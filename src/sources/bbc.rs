use url::Url;

use crate::app::Result;
use crate::domain::Source;
use crate::extractor::{ConsentRule, Extractor, FieldSelectors, GroupRule, PageTarget, SourceProfile};

const ROOT: &str = "https://www.bbc.com";

const TOPICS: [(&str, &str); 12] = [
    ("Israel-Gaza War", "/news/topics/c2vdnvdg6xxt"),
    ("War in Ukraine", "/news/war-in-ukraine"),
    ("US & Canada", "/news/us-canada"),
    ("UK", "/news/uk"),
    ("Africa", "/news/world/africa"),
    ("Asia", "/news/world/asia"),
    ("Australia", "/news/world/australia"),
    ("Europe", "/news/world/europe"),
    ("Latin America", "/news/world/latin_america"),
    ("Middle East", "/news/world/middle_east"),
    ("Business", "/news/business"),
    ("Technology", "/news/technology"),
];

pub struct BbcExtractor {
    profile: SourceProfile,
}

impl BbcExtractor {
    pub fn new() -> Result<Self> {
        Ok(Self::with_root(Url::parse(ROOT)?))
    }

    pub fn with_root(root: Url) -> Self {
        let base = root.as_str().trim_end_matches('/').to_string();

        let mut targets = vec![PageTarget::grouped(
            "Top Stories",
            format!("{}/news", base),
            GroupRule {
                selector: "[data-testid*='section-outer']",
                title_selector: "[data-testid$='-title']",
                fallback_title: "Top Stories",
                max_groups: 5,
                candidate_selector: "[data-testid*='-card']",
            },
        )];
        targets.extend(
            TOPICS
                .iter()
                .map(|(section, path)| PageTarget::new(*section, format!("{}{}", base, path))),
        );

        Self {
            profile: SourceProfile {
                source: Source::Bbc,
                root,
                entry: None,
                targets,
                consent: Some(ConsentRule {
                    selectors: vec!["button[aria-label='Consent']"],
                    button_texts: Vec::new(),
                    every_page: false,
                }),
                candidate_selector: "article, [data-testid*='-card']",
                fields: FieldSelectors {
                    headline: Some("[data-testid='card-headline'], h3, h2"),
                    description: Some("[data-testid='card-description'], p"),
                    time: Some("[data-testid='card-metadata-lastupdated']"),
                    category: Some("[data-testid='card-metadata-tag']"),
                    link: Some("a, [data-testid='internal-link']"),
                    image: Some("[data-testid='card-image-wrapper'] img"),
                },
                scroll: None,
                per_page_cap: 60,
            },
        }
    }
}

impl Extractor for BbcExtractor {
    fn profile(&self) -> &SourceProfile {
        &self.profile
    }
}

#[cfg(test)]
mod tests {
    use std::sync::Arc;

    use super::*;
    use crate::browser::fake::{FakeElement, FakePage, FakeSession};
    use crate::extractor::CrawlSettings;
    use crate::pipeline::{DedupSet, RecordSink};
    use crate::staging::StagedWriter;

    fn card(headline: &str, href: &str) -> FakeElement {
        FakeElement::new()
            .child(
                "[data-testid='card-headline'], h3, h2",
                FakeElement::new().text(headline),
            )
            .child(
                "[data-testid='card-description'], p",
                FakeElement::new().text("A summary"),
            )
            .child(
                "[data-testid='card-metadata-lastupdated']",
                FakeElement::new().text("2 hrs ago"),
            )
            .child(
                "a, [data-testid='internal-link']",
                FakeElement::new().attr("href", href),
            )
            .child(
                "[data-testid='card-image-wrapper'] img",
                FakeElement::new().attr("srcset", "https://ichef.bbci.co.uk/a.jpg 240w"),
            )
    }

    #[test]
    fn test_profile_targets() {
        let bbc = BbcExtractor::new().unwrap();
        let profile = bbc.profile();
        assert_eq!(profile.targets.len(), 13);
        assert_eq!(profile.targets[0].url, "https://www.bbc.com/news");
        assert!(profile.targets[0].groups.is_some());
        assert_eq!(profile.targets[4].section, "UK");
        assert_eq!(profile.targets[4].url, "https://www.bbc.com/news/uk");
    }

    #[tokio::test]
    async fn test_home_page_groups_and_consent() {
        let dir = tempfile::tempdir().unwrap();
        let writer = StagedWriter::create(dir.path().join("bbc.csv")).unwrap();
        let sink = RecordSink::new(Arc::new(DedupSet::new()), Arc::new(writer));

        let consent = FakeElement::new();
        let section = FakeElement::new()
            .child("[data-testid$='-title']", FakeElement::new().text("Only from the BBC"))
            .child("[data-testid*='-card']", card("Relative link", "/news/articles/c1"))
            .child("[data-testid*='-card']", card("Headline two", "https://www.bbc.com/news/articles/c2"));

        let session = FakeSession::new().page(
            "https://www.bbc.com/news",
            FakePage::new()
                .with("button[aria-label='Consent']", consent.clone())
                .with("[data-testid*='section-outer']", section),
        );

        let settings = CrawlSettings {
            wait_timeout: std::time::Duration::from_millis(10),
            consent_timeout: std::time::Duration::ZERO,
            max_per_page: None,
        };
        let report = BbcExtractor::new()
            .unwrap()
            .extract(&session, &sink, &settings)
            .await
            .unwrap();

        assert_eq!(consent.clicks(), 1);
        assert_eq!(report.accepted, 2);
        assert_eq!(report.pages_skipped, 12);
        sink.writer().close().unwrap();

        let mut reader = csv::Reader::from_path(dir.path().join("bbc.csv")).unwrap();
        let first = reader.records().next().unwrap().unwrap();
        assert_eq!(&first[0], "BBC");
        assert_eq!(&first[1], "Only from the BBC");
        assert_eq!(&first[2], "Relative link");
        assert_eq!(&first[4], "2 hrs ago");
        assert_eq!(&first[6], "https://www.bbc.com/news/articles/c1");
        assert_eq!(&first[7], "https://ichef.bbci.co.uk/a.jpg");
    }
}
async fn crawl_source<E: Extractor + ?Sized>(
    extractor: &E,
    session: &dyn BrowserSession,
    sink: &RecordSink,
    settings: &CrawlSettings,
) -> Result<SourceReport> {
    let profile = extractor.profile();
    let mut report = SourceReport::new(profile.source);
    let mut consent_pending = profile.consent.is_some();

    tracing::info!("Crawling {} ({} pages)", profile.source, profile.targets.len());

    if let Some(ref entry) = profile.entry {
        match session.navigate(entry).await {
            Ok(()) => {
                report.pages_visited += 1;
                consent_pending = handle_consent(profile, session, settings, true).await;
            }
            Err(e) if e.is_session_fatal() => {
                tracing::error!("{}: {}", profile.source, e);
                report.session_lost = true;
                return Ok(report);
            }
            Err(e) => tracing::warn!("{} entry page failed: {}", profile.source, e),
        }
    }

    for target in &profile.targets {
        let before = report.accepted;
        let result = crawl_page(
            extractor,
            session,
            sink,
            settings,
            target,
            &mut consent_pending,
            &mut report,
        )
        .await;

        match result {
            Ok(()) => tracing::info!(
                "{} {}: {} new articles",
                profile.source,
                target.section,
                report.accepted - before
            ),
            Err(e) if e.is_session_fatal() => {
                tracing::error!("{}: {}; abandoning remaining pages", profile.source, e);
                report.session_lost = true;
                break;
            }
            Err(e) if e.is_staging() => return Err(e),
            Err(e) if e.is_transient() => {
                tracing::warn!("Skipping {} {} ({}): {}", profile.source, target.section, target.url, e);
                report.pages_skipped += 1;
            }
            Err(e) => {
                tracing::error!("{} {} ({}) failed: {}", profile.source, target.section, target.url, e);
                report.pages_skipped += 1;
            }
        }
    }

    tracing::info!(
        "Finished {}: {} accepted, {} duplicates, {} invalid, {} pages skipped",
        profile.source,
        report.accepted,
        report.duplicates,
        report.invalid,
        report.pages_skipped
    );
    Ok(report)
}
★ ★ ★ ★ ★ ★ ★
_PROBLEM STATEMENT_.
Go through the records above and set each one down exactly, please.

_RESULT OF THIS EXERCISE_.
filename src/sources/bbc.rs
use url::Url;

use crate::app::Result;
use crate::domain::Source;
use crate::extractor::{ConsentRule, Extractor, FieldSelectors, GroupRule, PageTarget, SourceProfile};

const ROOT: &str = "https://www.bbc.com";

const TOPICS: [(&str, &str); 12] = [
    ("Israel-Gaza War", "/news/topics/c2vdnvdg6xxt"),
    ("War in Ukraine", "/news/war-in-ukraine"),
    ("US & Canada", "/news/us-canada"),
    ("UK", "/news/uk"),
    ("Africa", "/news/world/africa"),
    ("Asia", "/news/world/asia"),
    ("Australia", "/news/world/australia"),
    ("Europe", "/news/world/europe"),
    ("Latin America", "/news/world/latin_america"),
    ("Middle East", "/news/world/middle_east"),
    ("Business", "/news/business"),
    ("Technology", "/news/technology"),
];

pub struct BbcExtractor {
    profile: SourceProfile,
}

impl BbcExtractor {
    pub fn new() -> Result<Self> {
        Ok(Self::with_root(Url::parse(ROOT)?))
    }

    pub fn with_root(root: Url) -> Self {
        let base = root.as_str().trim_end_matches('/').to_string();

        let mut targets = vec![PageTarget::grouped(
            "Top Stories",
            format!("{}/news", base),
            GroupRule {
                selector: "[data-testid*='section-outer']",
                title_selector: "[data-testid$='-title']",
                fallback_title: "Top Stories",
                max_groups: 5,
                candidate_selector: "[data-testid*='-card']",
            },
        )];
        targets.extend(
            TOPICS
                .iter()
                .map(|(section, path)| PageTarget::new(*section, format!("{}{}", base, path))),
        );

        Self {
            profile: SourceProfile {
                source: Source::Bbc,
                root,
                entry: None,
                targets,
                consent: Some(ConsentRule {
                    selectors: vec!["button[aria-label='Consent']"],
                    button_texts: Vec::new(),
                    every_page: false,
                }),
                candidate_selector: "article, [data-testid*='-card']",
                fields: FieldSelectors {
                    headline: Some("[data-testid='card-headline'], h3, h2"),
                    description: Some("[data-testid='card-description'], p"),
                    time: Some("[data-testid='card-metadata-lastupdated']"),
                    category: Some("[data-testid='card-metadata-tag']"),
                    link: Some("a, [data-testid='internal-link']"),
                    image: Some("[data-testid='card-image-wrapper'] img"),
                },
                scroll: None,
                per_page_cap: 60,
            },
        }
    }
}

impl Extractor for BbcExtractor {
    fn profile(&self) -> &SourceProfile {
        &self.profile
    }
}

#[cfg(test)]
mod tests {
    use std::sync::Arc;

    use super::*;
    use crate::browser::fake::{FakeElement, FakePage, FakeSession};
    use crate::extractor::CrawlSettings;
    use crate::pipeline::{DedupSet, RecordSink};
    use crate::staging::StagedWriter;

    fn card(headline: &str, href: &str) -> FakeElement {
        FakeElement::new()
            .child(
                "[data-testid='card-headline'], h3, h2",
                FakeElement::new().text(headline),
            )
            .child(
                "[data-testid='card-description'], p",
                FakeElement::new().text("A summary"),
            )
            .child(
                "[data-testid='card-metadata-lastupdated']",
                FakeElement::new().text("2 hrs ago"),
            )
            .child(
                "a, [data-testid='internal-link']",
                FakeElement::new().attr("href", href),
            )
            .child(
                "[data-testid='card-image-wrapper'] img",
                FakeElement::new().attr("srcset", "https://ichef.bbci.co.uk/a.jpg 240w"),
            )
    }

    #[test]
    fn test_profile_targets() {
        let bbc = BbcExtractor::new().unwrap();
        let profile = bbc.profile();
        assert_eq!(profile.targets.len(), 13);
        assert_eq!(profile.targets[0].url, "https://www.bbc.com/news");
        assert!(profile.targets[0].groups.is_some());
        assert_eq!(profile.targets[4].section, "UK");
        assert_eq!(profile.targets[4].url, "https://www.bbc.com/news/uk");
    }

    #[tokio::test]
    async fn test_home_page_groups_and_consent() {
        let dir = tempfile::tempdir().unwrap();
        let writer = StagedWriter::create(dir.path().join("bbc.csv")).unwrap();
        let sink = RecordSink::new(Arc::new(DedupSet::new()), Arc::new(writer));

        let consent = FakeElement::new();
        let section = FakeElement::new()
            .child("[data-testid$='-title']", FakeElement::new().text("Only from the BBC"))
            .child("[data-testid*='-card']", card("Relative link", "/news/articles/c1"))
            .child("[data-testid*='-card']", card("Headline two", "https://www.bbc.com/news/articles/c2"));

        let session = FakeSession::new().page(
            "https://www.bbc.com/news",
            FakePage::new()
                .with("button[aria-label='Consent']", consent.clone())
                .with("[data-testid*='section-outer']", section),
        );

        let settings = CrawlSettings {
            wait_timeout: std::time::Duration::from_millis(10),
            consent_timeout: std::time::Duration::ZERO,
            max_per_page: None,
        };
        let report = BbcExtractor::new()
            .unwrap()
            .extract(&session, &sink, &settings)
            .await
            .unwrap();

        assert_eq!(consent.clicks(), 1);
        assert_eq!(report.accepted, 2);
        assert_eq!(report.pages_skipped, 12);
        sink.writer().close().unwrap();

        let mut reader = csv::Reader::from_path(dir.path().join("bbc.csv")).unwrap();
        let first = reader.records().next().unwrap().unwrap();
        assert_eq!(&first[0], "BBC");
        assert_eq!(&first[1], "Only from the BBC");
        assert_eq!(&first[2], "Relative link");
        assert_eq!(&first[4], "2 hrs ago");
        assert_eq!(&first[6], "https://www.bbc.com/news/articles/c1");
        assert_eq!(&first[7], "https://ichef.bbci.co.uk/a.jpg");
    }
}
async fn crawl_source<E: Extractor + ?Sized>(
    extractor: &E,
    session: &dyn BrowserSession,
    sink: &RecordSink,
    settings: &CrawlSettings,
) -> Result<SourceReport> {
    let profile = extractor.profile();
    let mut report = SourceReport::new(profile.source);
    let mut consent_pending = profile.consent.is_some();

    tracing::info!("Crawling {} ({} pages)", profile.source, profile.targets.len());

    if let Some(ref entry) = profile.entry {
        match session.navigate(entry).await {
            Ok(()) => {
                report.pages_visited += 1;
                consent_pending = handle_consent(profile, session, settings, true).await;
            }
            Err(e) if e.is_session_fatal() => {
                tracing::error!("{}: {}", profile.source, e);
                report.session_lost = true;
                return Ok(report);
            }
            Err(e) => tracing::warn!("{} entry page failed: {}", profile.source, e),
        }
    }

    for target in &profile.targets {
        let before = report.accepted;
        let result = crawl_page(
            extractor,
            session,
            sink,
            settings,
            target,
            &mut consent_pending,
            &mut report,
        )
        .await;

        match result {
            Ok(()) => tracing::info!(
                "{} {}: {} new articles",
                profile.source,
                target.section,
                report.accepted - before
            ),
            Err(e) if e.is_session_fatal() => {
                tracing::error!("{}: {}; abandoning remaining pages", profile.source, e);
                report.session_lost = true;
                break;
            }
            Err(e) if e.is_staging() => return Err(e),
            Err(e) if e.is_transient() => {
                tracing::warn!("Skipping {} {} ({}): {}", profile.source, target.section, target.url, e);
                report.pages_skipped += 1;
            }
            Err(e) => {
                tracing::error!("{} {} ({}) failed: {}", profile.source, target.section, target.url, e);
                report.pages_skipped += 1;
            }
        }
    }

    tracing::info!(
        "Finished {}: {} accepted, {} duplicates, {} invalid, {} pages skipped",
        profile.source,
        report.accepted,
        report.duplicates,
        report.invalid,
        report.pages_skipped
    );
    Ok(report)
}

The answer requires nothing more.